An image of an entrepreneur

If the glamour and wealth surrounding the movie characters in Baz Luhrmann’s The Great Gatsby don’t set your mind into an entrepreneurial brainstorm, perhaps Entrepreneur Day will.

Both events coincide this month and whether we are inspired by real-life entrepreneurs or those dreamed up in classic fiction, the same traits may apply when you study both types of characters.

If you fancy yourself as an ‘old money’ veteran such as Jay Gatsby (Leonardo DiCaprio), or just starting out with the lofty ‘new money’ ideals of Tom Buchanan (Joel Edgerton), the same investment rules will apply when it comes time to putting your savings on the line, or watching it grow.

So what do those fictional entrepreneurs have in common with their real-life counterparts?
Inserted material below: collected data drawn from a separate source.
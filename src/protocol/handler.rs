//! Request handler and method dispatcher.

use crate::error::{ProtocolError, ProtocolResult};
use crate::protocol::types::*;
use async_trait::async_trait;
use serde_json::Value;
use std::sync::Arc;
use tracing::{debug, error, instrument, warn};

/// Handler trait for processing MCP requests.
#[async_trait]
pub trait Handler: Send + Sync {
    /// Handle initialize request.
    async fn initialize(&self, params: InitializeParams) -> ProtocolResult<InitializeResult>;

    /// Handle initialized notification.
    async fn initialized(&self) -> ProtocolResult<()>;

    /// List available tools.
    async fn list_tools(&self) -> ProtocolResult<ListToolsResult>;

    /// Call a tool.
    async fn call_tool(&self, params: CallToolParams) -> ProtocolResult<CallToolResult>;

    /// Handle ping request.
    async fn ping(&self) -> ProtocolResult<Value> {
        Ok(serde_json::json!({}))
    }
}

/// Method dispatcher that routes requests to appropriate handlers.
pub struct Dispatcher<H: Handler> {
    handler: Arc<H>,
}

impl<H: Handler> Dispatcher<H> {
    pub fn new(handler: Arc<H>) -> Self {
        Self { handler }
    }

    /// Dispatch a request to the appropriate handler method.
    ///
    /// Returns `None` for notifications, which never get a response even
    /// when processing fails.
    #[instrument(skip(self, request), fields(method = %request.method))]
    pub async fn dispatch(&self, request: JsonRpcRequest) -> Option<JsonRpcResponse> {
        debug!("Dispatching request: {}", request.method);
        let is_notification = request.is_notification();

        let result = match request.method.as_str() {
            "initialize" => self.handle_initialize(request.params).await,
            "initialized" | "notifications/initialized" => self.handle_initialized().await,
            "ping" => self.handle_ping().await,
            "tools/list" => self.handle_list_tools().await,
            "tools/call" => self.handle_call_tool(request.params).await,
            method => {
                warn!("Unknown method: {}", method);
                Err(ProtocolError::MethodNotFound(method.to_string()))
            }
        };

        if is_notification {
            if let Err(e) = result {
                warn!("Notification {} failed: {}", request.method, e);
            }
            return None;
        }

        let response = match result {
            Ok(value) => JsonRpcResponse::success(request.id, value),
            Err(e) => {
                error!("Request failed: {}", e);
                JsonRpcResponse::error(request.id, JsonRpcError::new(e.code(), e.to_string()))
            }
        };
        Some(response)
    }

    async fn handle_initialize(&self, params: Option<Value>) -> ProtocolResult<Value> {
        let params: InitializeParams = params
            .filter(|p| !p.is_null())
            .map(serde_json::from_value)
            .transpose()
            .map_err(|e| ProtocolError::InvalidParams(e.to_string().into()))?
            .unwrap_or_default();

        let result = self.handler.initialize(params).await?;
        serde_json::to_value(result).map_err(|e| ProtocolError::InternalError(e.to_string().into()))
    }

    async fn handle_initialized(&self) -> ProtocolResult<Value> {
        self.handler.initialized().await?;
        Ok(Value::Null)
    }

    async fn handle_ping(&self) -> ProtocolResult<Value> {
        self.handler.ping().await
    }

    async fn handle_list_tools(&self) -> ProtocolResult<Value> {
        let result = self.handler.list_tools().await?;
        serde_json::to_value(result).map_err(|e| ProtocolError::InternalError(e.to_string().into()))
    }

    async fn handle_call_tool(&self, params: Option<Value>) -> ProtocolResult<Value> {
        let params: CallToolParams = params
            .map(serde_json::from_value)
            .transpose()
            .map_err(|e| ProtocolError::InvalidParams(e.to_string().into()))?
            .ok_or_else(|| ProtocolError::InvalidParams("Missing params".into()))?;

        let result = self.handler.call_tool(params).await?;
        serde_json::to_value(result).map_err(|e| ProtocolError::InternalError(e.to_string().into()))
    }
}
Play the game to reach your goals

You are never going to reach your savings dreams or investment goals without being like a Gatsby, so ensure your finance habits look and behave the part. Buchanan knows his differences from Gatsby but decides money could work the same way for him. Envy or being intimidated by your own road to wealth will prevent you from taking the first steps on that journey.

Force your own changes

One of the big entrepreneur stories of this year came when British-Australian teen Nick D’Aloisio sold his app to Yahoo for a reported $30 million. The app, Summly, which summarises news stories from media websites, turned him into one of the world’s youngest self-made multimillionaires.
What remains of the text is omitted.